Disclaimer: I’m not a doctor or health professional. Please, always seek help from health professionals.
As I mentioned in my previous ‘Cancer sucks’ post, my mum had two cancer and lymph nodes removal surgeries. She was diagnosed in January, and a month and a half later (after throughout examination considering height, weight and overall health condition), mum had her first procedure done.
Mum was not allowed to chew a gum and eat after 9pm on the day before the operation. She could drink up to 2 small cups of liquid before 6 am on a day of the operation. She was not allowed to have her nails painted either. During the first procedure, surgeons removed cancer (lumpectomy), surrounding tissue and 6 lymph nodes. After the surgery, pain woke mum up. It was so great, that she was sure she accidentally woke up during the operation. She found herself, reflexively supporting her breast by her hand. The nurses were beside her and gave her fair amount of painkillers. Actually, she was receiving some through drip during the surgery as well. She was discharged from hospital few hours later. Nice ladies from the cancer research foundation gave mum a small, heart- shaped pillow- ideal for supporting her arm. It became a lifesaver, especially during nights.

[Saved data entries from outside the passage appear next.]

//! Pagination types
//!
//! `ListParams` carries the requested page and page size; `PagedResult`
//! holds one page of items plus the navigation metadata templates and API
//! responses need.
//!
//! Rules:
//! - pages are 1-indexed; a missing, non-numeric or non-positive page is page 1
//! - a page past the end is empty (not an error) and has no next page
//! - `total_pages = ceil(total / per_page)`

use serde::{Deserialize, Serialize};

/// Pagination parameters for list queries
#[derive(Debug, Clone, Copy, PartialEq, Eq, Serialize, Deserialize)]
pub struct ListParams {
    /// Page number (1-indexed)
    pub page: u32,
    /// Number of items per page
    pub per_page: u32,
}

impl Default for ListParams {
    fn default() -> Self {
        Self {
            page: 1,
            per_page: 6,
        }
    }
}

impl ListParams {
    /// Create new pagination parameters
    pub fn new(page: u32, per_page: u32) -> Self {
        Self {
            page: page.max(1),
            per_page: per_page.clamp(1, 100),
        }
    }

    /// Build parameters from a raw `page` query value.
    ///
    /// Absent, blank, non-numeric and non-positive values fall back to page 1.
    pub fn parse(raw_page: Option<&str>, per_page: u32) -> Self {
        let page = raw_page
            .and_then(|raw| raw.trim().parse::<i64>().ok())
            .filter(|page| *page > 0)
            .map(|page| u32::try_from(page).unwrap_or(u32::MAX))
            .unwrap_or(1);
        Self::new(page, per_page)
    }

    /// Calculate the offset for database queries
    pub fn offset(&self) -> i64 {
        (i64::from(self.page) - 1) * i64::from(self.per_page)
    }

    /// Get the limit for database queries
    pub fn limit(&self) -> i64 {
        i64::from(self.per_page)
    }
}

/// Paginated result container
#[derive(Debug, Clone, Serialize, Deserialize)]
pub struct PagedResult<T> {
    /// Items in the current page
    pub items: Vec<T>,
    /// Total number of items across all pages
    pub total: i64,
    /// Current page number (1-indexed)
    pub page: u32,
    /// Number of items per page
    pub per_page: u32,
}

impl<T> PagedResult<T> {
    /// Wrap a page that was already sliced by the database
    pub fn new(items: Vec<T>, total: i64, params: &ListParams) -> Self {
        Self {
            items,
            total,
            page: params.page,
            per_page: params.per_page,
        }
    }

    /// Slice one page out of a complete, already ordered sequence
    pub fn from_vec(all: Vec<T>, params: &ListParams) -> Self {
        let total = all.len() as i64;
        let start = usize::try_from(params.offset()).unwrap_or(usize::MAX);
        let items: Vec<T> = all
            .into_iter()
            .skip(start)
            .take(params.per_page as usize)
            .collect();
        Self::new(items, total, params)
    }

    /// Calculate the total number of pages
    pub fn total_pages(&self) -> u32 {
        if self.per_page == 0 || self.total <= 0 {
            return 0;
        }
        let per_page = i64::from(self.per_page);
        let pages = (self.total + per_page - 1) / per_page;
        u32::try_from(pages).unwrap_or(u32::MAX)
    }

    /// Check if there is a next page
    pub fn has_next(&self) -> bool {
        self.page < self.total_pages()
    }

    /// Check if there is a previous page
    pub fn has_prev(&self) -> bool {
        self.page > 1
    }

    /// Check if the result is empty
    pub fn is_empty(&self) -> bool {
        self.items.is_empty()
    }

    /// Get the number of items in the current page
    pub fn len(&self) -> usize {
        self.items.len()
    }

    /// Convert the items, keeping the page metadata
    pub fn map<U, F>(self, f: F) -> PagedResult<U>
    where
        F: FnMut(T) -> U,
    {
        PagedResult {
            items: self.items.into_iter().map(f).collect(),
            total: self.total,
            page: self.page,
            per_page: self.per_page,
        }
    }

    /// Navigation metadata for templates and API responses
    pub fn meta(&self) -> PageMeta {
        let total_pages = self.total_pages();
        PageMeta {
            page: self.page,
            per_page: self.per_page,
            total: self.total,
            total_pages,
            has_prev: self.has_prev(),
            has_next: self.has_next(),
            prev_page: if self.has_prev() { Some(self.page - 1) } else { None },
            next_page: if self.has_next() { Some(self.page + 1) } else { None },
            pages: (1..=total_pages).collect(),
        }
    }
}

impl<T> Default for PagedResult<T> {
    fn default() -> Self {
        Self {
            items: Vec::new(),
            total: 0,
            page: 1,
            per_page: 6,
        }
    }
}

/// Serializable page navigation metadata
#[derive(Debug, Clone, PartialEq, Eq, Serialize)]
pub struct PageMeta {
    pub page: u32,
    pub per_page: u32,
    pub total: i64,
    pub total_pages: u32,
    pub has_prev: bool,
    pub has_next: bool,
    pub prev_page: Option<u32>,
    pub next_page: Option<u32>,
    /// Page numbers for rendering links
    pub pages: Vec<u32>,
}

Doctors found cancer cells in 3 of the 6 removed lymph nodes, so they decided another operation is a necessity. The second time, surgeons removed more tissue and all the lymp nodes (the procedure is called lymphadenectomy) in the breast and armpit area. Mum was in the hospital for 2 days. She had a drainage ( a tube connected to a bottle ) attached. It drained away fluids that were building up around the wound. After lymphadenectomy you are at risk of developing lymphoedema (swelling of the tissue). You can develop it at any time, even years after your surgery.
According to leaflet we’ve received, proper skin care and exercise help during recovering process.
Things you can do:
– keep your skin clean, dry and moisturized
– protect your skin from sun, insects and cuts
– encourage movement of lymph fluids (don’t let it build up) by moderate activity/ exercises.
As I previously mentioned mum’s hand is a little bit shorter now. It feels tight, ‘burned out’ inside and ‘not hers’.
But overall, mum recovered very quickly after both surgeries.